Refundable Tax Credits
Refundable tax credits are particularly valuable because you can benefit from them even if you have no tax liability and haven’t had any tax withheld. There are several credits in this category, including the EITC, the American Opportunity Tax Credit, and a portion of the Child Tax Credit.
For example, say your tax liability is $1,000, and your calculated EITC is $2,500. One thousand dollars of the EITC would reduce your tax liability to zero, and you would be refunded the $1,500 balance.
Non-Refundable Tax Credits
Non-refundable tax credits can also make a big difference in your tax liability. However, while they can reduce the amount you owe to zero, the credit cannot exceed the amount of tax you owe. In other words, non-refundable credits will never generate a refund over and above the amount you paid in via withholding or estimated payments for the year.
Non-refundable credits include:
- Child and Dependent Care Credit
- Lifetime Learning Credit
- Adoption Credit
- Saver’s Credit
- Residential Energy Tax Credit
- Plug-In Electric-Drive Motor Vehicle Credit
- Foreign Tax Credit
Many credits have complex rules, income limits, and exceptions. Your tax adviser can help you sift through the available credits and find any that apply to you.

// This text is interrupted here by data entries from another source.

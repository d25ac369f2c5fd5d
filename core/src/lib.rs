pub mod buffer;
pub mod config;
pub mod error;
pub mod normalizer;
pub mod persist;
pub mod pipeline;
pub mod record;
pub mod retry;
pub mod sentiment;
pub mod source;
pub mod trending;

pub use buffer::{ingestion_buffer, Batch, BatchReceiver, BufferHandle, CloseReason};
pub use config::PipelineConfig;
pub use error::{BufferError, ConfigError, MalformedRecord, PipelineError, SinkError, SourceError};
pub use normalizer::{normalize, Normalized, Normalizer};
pub use persist::{MemoryStore, RecordStore, SentimentCounts, SledStore};
pub use pipeline::{Pipeline, PipelineReport, Scorer, SinkWriter};
pub use record::{IncomingRecord, NormalizedRecord, RawRecord, ScoredRecord, SentimentLabel, StoredRecord};
pub use sentiment::SentimentClassifier;
pub use source::{FilteredSource, JsonlSource, KeywordFilter, Pulled, RecordSource, VecSource};
pub use trending::{SharedTrends, TopTerm, TrendingTerms, WindowStats};
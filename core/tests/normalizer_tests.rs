use pulse_core::normalizer::{normalize, Normalizer};

#[test]
fn it_removes_urls_punctuation_digits_and_stopwords() {
    let n = Normalizer::new(vec!["now".to_string()], false);
    assert_eq!(n.normalize("Check http://x.co NOW!! 123").tokens, vec!["check"]);
}

#[test]
fn it_filters_default_stopwords() {
    let words = normalize("The quick brown fox and the lazy dog").tokens;
    assert!(!words.contains(&"the".to_string()));
    assert!(!words.contains(&"and".to_string()));
    assert_eq!(words, vec!["quick", "brown", "fox", "lazy", "dog"]);
}

#[test]
fn it_strips_www_links_hashtags_and_mentions() {
    let out = normalize("Loving #RustLang via @ferris www.rust-lang.org/learn https://t.co/abc");
    assert_eq!(out.tokens, vec!["loving", "rustlang", "via", "ferris"]);
    assert_eq!(out.text, "loving rustlang via ferris");
}

#[test]
fn it_splits_contractions_and_underscores() {
    // apostrophes and underscores are not letters; the fragments are stopwords
    let out = normalize("Don't stop_believing");
    assert_eq!(out.tokens, vec!["stop", "believing"]);
}

#[test]
fn it_folds_compatibility_forms() {
    // fullwidth letters and ligatures fold under NFKC
    let out = normalize("ＲＵＳＴ ﬁle");
    assert_eq!(out.tokens, vec!["rust", "file"]);
}

#[test]
fn it_is_deterministic_and_total() {
    let text = "Same input → same output?! 😀 ünïcödé";
    assert_eq!(normalize(text), normalize(text));
    assert_eq!(normalize("😀 🚀 1234 ...").tokens, Vec::<String>::new());
}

Navigating the limitations, rules, and exceptions that apply to these tax deductions and tax credits can be challenging. Using online tax preparation software from TurboTax can make the job much easier.
Whether you prepare your return yourself or hire a tax pro, take some time to look into which of these tax breaks apply to your situation. Taking advantage of one or more of them can make a big impact on the amount of tax you owe or the refund you’ll get.
Which tax deductions and credits have been the most beneficial to you?